The biggest story in the NFL these days not involving the NFL draft has to do with the bizarre circus involving Jay Cutler. Many have written about everything from Cutler's production and his psyche to macro thoughts on Bill Belichick disciples; I have nothing to add there. I'd rather take on an impossible task and take a statistical look at how Jay Cutler ranks among other QBs.
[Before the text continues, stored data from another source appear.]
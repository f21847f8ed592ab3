use std::env;
use std::path::PathBuf;
use std::str::FromStr;

use crate::cli::Cli;

const DEFAULT_PORT: u16 = 5000;

#[derive(Debug, Clone)]
pub struct Config {
    pub source: SourceKind,
    pub database_url: Option<String>,
    pub data_path: Option<PathBuf>,
    pub bind_addr: String,
    pub cors_allow_origin: Option<String>,
}

/// Where benchmark records are served from.
#[derive(Debug, Clone, Copy, PartialEq, Eq)]
pub enum SourceKind {
    Sqlite,
    Memory,
    Fixture,
}

impl FromStr for SourceKind {
    type Err = String;

    fn from_str(s: &str) -> Result<Self, Self::Err> {
        match s.trim().to_ascii_lowercase().as_str() {
            "sqlite" => Ok(SourceKind::Sqlite),
            "memory" => Ok(SourceKind::Memory),
            "fixture" => Ok(SourceKind::Fixture),
            other => Err(format!("Invalid BENCHMARK_SOURCE: {}", other)),
        }
    }
}

impl Config {
    pub fn from_env() -> Result<Self, String> {
        Self::from_lookup(|key| env::var(key).ok())
    }

    /// Build a config from any key lookup. Blank values count as unset.
    pub fn from_lookup<F>(lookup: F) -> Result<Self, String>
    where
        F: Fn(&str) -> Option<String>,
    {
        let var = |key: &str| lookup(key).filter(|value| !value.trim().is_empty());

        let source = match var("BENCHMARK_SOURCE") {
            Some(raw) => raw.parse::<SourceKind>()?,
            None => SourceKind::Fixture,
        };

        let bind_addr = match var("BIND_ADDR") {
            Some(addr) => addr,
            None => {
                let port = match var("PORT") {
                    Some(raw) => raw
                        .parse::<u16>()
                        .map_err(|_| "PORT must be a valid port number")?,
                    None => DEFAULT_PORT,
                };
                format!("0.0.0.0:{}", port)
            }
        };

        Ok(Self {
            source,
            database_url: var("DATABASE_URL"),
            data_path: var("BENCHMARK_DATA_PATH").map(PathBuf::from),
            bind_addr,
            cors_allow_origin: var("CORS_ALLOW_ORIGIN"),
        })
    }

    /// Apply command-line overrides, then check the chosen source has what
    /// it needs.
    pub fn apply_cli(mut self, cli: &Cli) -> Result<Self, String> {
        if let Some(source) = cli.source.as_deref() {
            self.source = source.parse()?;
        }
        if let Some(url) = cli.database_url.clone() {
            self.database_url = Some(url);
        }
        if let Some(path) = cli.data_path.clone() {
            self.data_path = Some(path);
        }
        if let Some(bind) = cli.bind.clone() {
            self.bind_addr = bind;
        }
        self.validate()?;
        Ok(self)
    }

    pub fn validate(&self) -> Result<(), String> {
        match self.source {
            SourceKind::Sqlite if self.database_url.is_none() => {
                Err("DATABASE_URL is required when BENCHMARK_SOURCE is sqlite".to_string())
            }
            SourceKind::Memory if self.data_path.is_none() => {
                Err("BENCHMARK_DATA_PATH is required when BENCHMARK_SOURCE is memory".to_string())
            }
            _ => Ok(()),
        }
    }
}
//! Record Filter

use crate::benchmark::types::{BenchmarkFilter, BenchmarkRecord};

/// Keep the records matching `filter`, preserving their relative order.
///
/// An empty filter keeps everything. Applying the same filter twice yields
/// the same result as applying it once.
pub fn filter_records<I>(records: I, filter: &BenchmarkFilter) -> Vec<BenchmarkRecord>
where
    I: IntoIterator<Item = BenchmarkRecord>,
{
    records
        .into_iter()
        .filter(|record| filter.matches(record))
        .collect()
}

/// Borrowing variant of [`filter_records`] for sources that keep their
/// records resident.
pub fn select<'a>(
    records: &'a [BenchmarkRecord],
    filter: &'a BenchmarkFilter,
) -> impl Iterator<Item = &'a BenchmarkRecord> + 'a {
    records.iter().filter(move |record| filter.matches(record))
}
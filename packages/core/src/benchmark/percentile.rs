//! Percentile Calculator
//!
//! Rank-index percentiles: the value at `floor(n * q)` of the sorted sample,
//! with no interpolation. Small samples fall back to the sample extremes:
//! below four values the 25th percentile is the minimum and the 75th is the
//! maximum, and a single value is its own median.

use crate::benchmark::{error::BenchmarkError, types::Percentiles};

/// Minimum sample size for rank-indexed quartiles.
pub const MIN_SAMPLES_FOR_QUARTILES: usize = 4;
/// Minimum sample size for a rank-indexed median.
pub const MIN_SAMPLES_FOR_MEDIAN: usize = 2;

/// Compute the 25th percentile, median and 75th percentile of `fees`.
pub fn percentiles(fees: &[f64]) -> Result<Percentiles, BenchmarkError> {
    if fees.is_empty() {
        return Err(BenchmarkError::invalid_input(
            "percentiles require at least one fee amount",
        ));
    }
    if let Some((index, fee)) = fees
        .iter()
        .enumerate()
        .find(|(_, fee)| !fee.is_finite() || **fee < 0.0)
    {
        return Err(BenchmarkError::invalid_input(format!(
            "fee amount {} at index {} is not a non-negative number",
            fee, index
        )));
    }

    let mut sorted = fees.to_vec();
    sorted.sort_by(f64::total_cmp);
    let n = sorted.len();

    let p25 = if n >= MIN_SAMPLES_FOR_QUARTILES {
        sorted[rank_index(n, 1, 4)]
    } else {
        sorted[0]
    };
    let median = if n >= MIN_SAMPLES_FOR_MEDIAN {
        sorted[rank_index(n, 1, 2)]
    } else {
        sorted[0]
    };
    let p75 = if n >= MIN_SAMPLES_FOR_QUARTILES {
        sorted[rank_index(n, 3, 4)]
    } else {
        sorted[n - 1]
    };

    Ok(Percentiles { p25, median, p75 })
}

/// `floor(n * numerator / denominator)` in integer arithmetic.
fn rank_index(n: usize, numerator: usize, denominator: usize) -> usize {
    n * numerator / denominator
}

#[cfg(test)]
mod tests {
    use super::*;

    #[test]
    fn rank_index_floors() {
        assert_eq!(rank_index(5, 1, 4), 1);
        assert_eq!(rank_index(5, 1, 2), 2);
        assert_eq!(rank_index(5, 3, 4), 3);
        assert_eq!(rank_index(7, 3, 4), 5);
    }

    #[test]
    fn negative_fee_is_rejected() {
        let result = percentiles(&[10.0, -1.0]);
        assert!(matches!(result, Err(BenchmarkError::InvalidInput { .. })));
    }

    #[test]
    fn nan_fee_is_rejected() {
        let result = percentiles(&[f64::NAN]);
        assert!(matches!(result, Err(BenchmarkError::InvalidInput { .. })));
    }
}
And when I say how Jay Cutler ranks, I mean how Jay Cutler 2009, 2010, 2011, 2012, and so on, ranks. And that's why it's an impossible task. I can't predict what will happen in three years. You can't predict what will happen in four years. We won't know how good Cutler is over the next five years until five years from now. It's all a guessing game, but that doesn't mean we can't refine our guessing. There are obvious and not so obvious flaws in the approach I'm about to outline, and I'll do my best to explain them.
What I'm trying to figure out is how valuable is Jay Cutler, the commodty, in March 2009? For example, we know we'd rather have Cutler than Tarvaris Jackson and we'd rather have a 26 year old Peyton Manning than a 26 year old Jay Cutler. But to determine his value -- his trade value, if you're a Broncos fan -- you need to know what he'll do in the future. And as Yogi Berra once said, it's tough to make predictions, especially about the future. Consider:
- At the end of the 1970 season, Billy Kilmer was 31 years old and had just 11 career wins to his name. In 1970, he threw 6 TDs and 17 INTs. Who would have guessed he would have been one of the best QBs in the NFL over the next half-decade?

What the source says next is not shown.